Rev. esp. enferm. dig. vol.102 no.1 Madrid ene. 2010

 

LETTERS TO THE EDITOR

 

Another multiple gastric anisakiasis case

Otro caso de anisakiasis gástrica múltiple

 

 


Key words: Anisakis. Worm. Parasite.

Palabras clave: Anisakis. Larva. Parásito.


 

 

Dear Editor,

Recently Amo Peláez et al. reported two simultaneous cases of multiple gastric and dudoenal anisakiasis (1). Because of this and because we have images available we want to report the recent case of 50 years old woman with 48 hours intense abdominal pain, nausea and vomiting. At physical examination abdomen was distended, pain was located in right upper quadrant and there was no sign of peritonitis. Blood count showed 29,920 leucocytes and 91% PMN without eosinophilia. Simple abdominal radiography was unremarkable and abdominal ultrasound demonstrated scarce perihepatic fluid. A TC (Fig. 1), and some hours later an upper digestive endoscopy, were performed. With endoscopy we recognized numerous (more than eight) anisakis worms forming a heap and localized in incisura, antrum and pylorus (Fig. 2) where there was a shortly deep ulcer with a parasitic worm penetrating the gastric mucosa. All the worms were removed with biopsy forceps and we verified there was resistance because of the adherence of the worms to the mucosa. Duodenal bulb and distal duodenum were free of worms. We insisted on asking the patient about the ingestion of undercooked fish and she confirmed it. She had no pruritus or rash. Abdominal pain disappeared a few hours after endoscopy. Serology for anisakis was positive (EIA: IgG 104, IgE 76). A colonoscopy was also performed and it was unremarkable.

 

Discussion

It is unusual in our country the description of more than one worm in gastric anisakiasis diagnosed with endoscopy and is even less frequent the description of multiple larvas like in Amo Peláez et al. cases (1) and in ours. In Repiso et al. series a worm was detected in 5 of 10 patients with gastric symptoms and in all of them there was just one larva (2). In González Quijada et al. series the parasitic worm was detected with endoscopy in 6 patients, in 2 of them there were more than one worm (2 worms in one case and 3 in other case) (3). Ji Hun et al. described a case with 4 parasitic worms (4). Other published cases in our country find a unique larva (5,6). It has not been frequent the description of multiple anisakiasis till now.

 

L. I. Fernández-Salazar1, B. Guantes-de-Vigo2, J. Herreros-Rodríguez3, C. Abril-Vega3,
J. Calabia-del-Campo2, F. de-la-Calle-Valverde1, B. Velayos-Jiménez1 and J. M. González-Hernández1

Departments of 1Digestive Diseases, 2Radiodiagnosis, and 3General Surgery. University Hospital of Valladolid. Spain

 

References

1. Amo Peláez M, Muñoz Codoceo C, Martínez Montiel P, Sánchez Gómez F, Castellano G, Solís Herruzo JA. Anisakiasis múltiple. Rev Esp Enferm Dig 2008; 9: 581-2.        [ Links ]

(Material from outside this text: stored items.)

//! Resource routes. Parameterized paths pass the resource name (and id) to the handlers, which
//! look the endpoint up in the registry.

use crate::handlers::{collection, item, openapi_json};
use crate::state::AppState;
use axum::{
    routing::{any, get},
    Router,
};
use tower::ServiceBuilder;
use tower_http::limit::RequestBodyLimitLayer;

/// Resource routes under the configured prefix plus `GET /openapi.json`.
pub fn resource_routes(state: AppState) -> Router {
    let settings = state.api.settings();
    let prefix = settings.prefix.trim_end_matches('/').to_string();
    let body_limit = settings.max_body_bytes;

    let resources = Router::new()
        .route("/:resource", any(collection))
        .route("/:resource/", any(collection))
        .route("/:resource/:id", any(item))
        .route("/:resource/:id/", any(item))
        .layer(ServiceBuilder::new().layer(RequestBodyLimitLayer::new(body_limit)))
        .with_state(state.clone());

    let mounted = if prefix.is_empty() {
        Router::new().merge(resources)
    } else {
        Router::new().nest(&prefix, resources)
    };
    mounted.route("/openapi.json", get(openapi_json).with_state(state))
}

2. Repiso Ortega A, Alcántara Torres M, González Frutos C, de Artaza Varasa T, Rodríguez Merlo R, Valle Muñoz J, et al. Anisakiasis gastrointestinal. Estudio de una serie de 25 pacientes. Gastroenterol Hepatol 2003; 26(6): 341-6.        [ Links ]

3. González Quijada S, González Escudero R, Arias García L, Gil Martín AR, Vicente Serrano J, Corral Fernández. Manifestaciones digestivas de la anisakiasis: descripción de 42 casos. Rev Clin Esp 2005; 205(7): 311-5.        [ Links ]

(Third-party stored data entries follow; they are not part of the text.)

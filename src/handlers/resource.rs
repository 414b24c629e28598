//! Resource handlers: turn the axum request into an `ApiRequest` and hand it to the registry.

use crate::error::AppError;
use crate::response::ApiResponse;
use crate::service::ApiRequest;
use crate::state::AppState;
use axum::{
    body::Bytes,
    extract::{Path, RawQuery, State},
    http::{HeaderMap, Method},
};
use serde_json::Value;

/// Header carrying the client address when running behind a proxy.
pub const FORWARDED_FOR: &str = "x-forwarded-for";

fn client_key(headers: &HeaderMap) -> Option<String> {
    headers
        .get(FORWARDED_FOR)
        .and_then(|v| v.to_str().ok())
        .and_then(|v| v.split(',').next())
        .map(str::trim)
        .filter(|v| !v.is_empty())
        .map(str::to_string)
}

fn parse_body(body: &Bytes) -> Result<Option<Value>, AppError> {
    if body.iter().all(u8::is_ascii_whitespace) {
        return Ok(None);
    }
    serde_json::from_slice(body)
        .map(Some)
        .map_err(|e| AppError::validation(format!("invalid JSON body: {}", e)))
}

fn build_request(
    method: Method,
    id: Option<String>,
    headers: &HeaderMap,
    query: Option<String>,
    body: &Bytes,
) -> Result<ApiRequest, AppError> {
    Ok(ApiRequest {
        method,
        id,
        query: crate::query::parse_query_string(query.as_deref())?,
        body: parse_body(body)?,
        client: client_key(headers),
    })
}

/// `/:resource` and `/:resource/`: list, create and bulk delete.
pub async fn collection(
    State(state): State<AppState>,
    Path(resource): Path<String>,
    method: Method,
    headers: HeaderMap,
    RawQuery(query): RawQuery,
    body: Bytes,
) -> Result<ApiResponse, AppError> {
    let req = build_request(method, None, &headers, query, &body)?;
    state.api.dispatch(&resource, req).await
}

/// `/:resource/:id` and `/:resource/:id/`: retrieve, update, delete.
pub async fn item(
    State(state): State<AppState>,
    Path((resource, id)): Path<(String, String)>,
    method: Method,
    headers: HeaderMap,
    RawQuery(query): RawQuery,
    body: Bytes,
) -> Result<ApiResponse, AppError> {
    let req = build_request(method, Some(id), &headers, query, &body)?;
    state.api.dispatch(&resource, req).await
}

4. Noh JH, Kim GJ, Kim SM, Ock MS, Park MI, Goo JY. A case of acute gastric anisakiasis provoking severe clinical problems by multiple infection. Korean J Parasitol 2003; 41(2): 97-100.        [ Links ]

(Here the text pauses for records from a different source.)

//! HTTP handlers for resources and the schema document.

pub mod resource;
pub mod schema;
pub use resource::*;
pub use schema::*;
//! Append-only API registry: resources are registered at startup, then frozen.

use crate::backend::BackendAdapter;
use crate::config::{resolve, ApiSettings, ResourceConfig, ResourceDescriptor};
use crate::error::{AppError, ConfigError};
use crate::limits::{MemoryRateLimiter, RateLimiter};
use crate::response::ApiResponse;
use crate::service::{ApiRequest, Endpoint};
use std::collections::BTreeMap;
use std::sync::Arc;
use std::time::Duration;

/// Returned by registration: the resource name and its collection path.
#[derive(Clone, Debug, PartialEq, Eq)]
pub struct ResourceHandle {
    pub name: String,
    pub path: String,
}

pub struct ApiBuilder {
    settings: ApiSettings,
    endpoints: BTreeMap<String, Endpoint>,
    limiter: Arc<dyn RateLimiter>,
}

impl ApiBuilder {
    /// Replace the in-memory rate limiter (e.g. one shared across processes).
    pub fn rate_limiter(mut self, limiter: Arc<dyn RateLimiter>) -> Self {
        self.limiter = limiter;
        self
    }

    pub fn register(
        &mut self,
        resource: ResourceDescriptor,
        adapter: Arc<dyn BackendAdapter>,
    ) -> Result<ResourceHandle, ConfigError> {
        if self.endpoints.contains_key(&resource.name) {
            return Err(ConfigError::DuplicateResource(resource.name));
        }
        let handle = ResourceHandle {
            path: format!("{}/{}", self.settings.prefix.trim_end_matches('/'), resource.name),
            name: resource.name.clone(),
        };
        let limit = resource.rate_limit.unwrap_or(self.settings.rate_limit);
        tracing::info!(
            resource = %handle.name,
            backend = adapter.name(),
            path = %handle.path,
            rate_limit = limit,
            "registered resource"
        );
        let endpoint = Endpoint::new(resource, adapter).with_rate_limit(self.limiter.clone(), limit);
        self.endpoints.insert(handle.name.clone(), endpoint);
        Ok(handle)
    }

    /// Resolve a declarative config against the builder's settings, then register it.
    pub fn register_config(
        &mut self,
        config: &ResourceConfig,
        adapter: Arc<dyn BackendAdapter>,
    ) -> Result<ResourceHandle, ConfigError> {
        let resource = resolve(config, &self.settings)?;
        self.register(resource, adapter)
    }

    /// Freeze the registry and render the schema document once.
    pub fn build(self) -> Result<Arc<Api>, ConfigError> {
        let mut api = Api {
            settings: self.settings,
            endpoints: self.endpoints,
            schema_json: String::new(),
        };
        api.schema_json = crate::openapi::generate(&api)
            .to_pretty_json()
            .map_err(|e| ConfigError::Schema(e.to_string()))?;
        Ok(Arc::new(api))
    }
}

pub struct Api {
    settings: ApiSettings,
    endpoints: BTreeMap<String, Endpoint>,
    schema_json: String,
}

impl Api {
    pub fn builder(settings: ApiSettings) -> ApiBuilder {
        let period = Duration::from_secs(settings.rate_limit_period_secs.max(1));
        ApiBuilder {
            settings,
            endpoints: BTreeMap::new(),
            limiter: Arc::new(MemoryRateLimiter::new(period)),
        }
    }

    pub fn settings(&self) -> &ApiSettings {
        &self.settings
    }

    pub fn endpoint(&self, name: &str) -> Option<&Endpoint> {
        self.endpoints.get(name)
    }

    /// Endpoints ordered by resource name.
    pub fn endpoints(&self) -> impl Iterator<Item = &Endpoint> {
        self.endpoints.values()
    }

    /// The OpenAPI document rendered at build time.
    pub fn schema_json(&self) -> &str {
        &self.schema_json
    }

    /// Route a request to the named resource's endpoint.
    pub async fn dispatch(&self, resource: &str, req: ApiRequest) -> Result<ApiResponse, AppError> {
        let endpoint = self
            .endpoint(resource)
            .ok_or_else(|| AppError::NotFound(format!("resource {}", resource)))?;
        endpoint.handle(req).await
    }
}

5. Bao Pérez F, Álvarez Rubio M, Martí Cabane J. Anisakis simplex sobre ulcus en paciente con Billroth II. Rev Esp Enferm Dig 2005; 97(6): 533-4.        [ Links ]

6. Del Olmo L, De la Calle F, Fernández L, González de Canales MP, Arranz T. Anisakiasis. A propósito de 6 casos. Boletín de la Asociación Española de Endoscopia Digestiva 2000; 12: 51.        [ Links ]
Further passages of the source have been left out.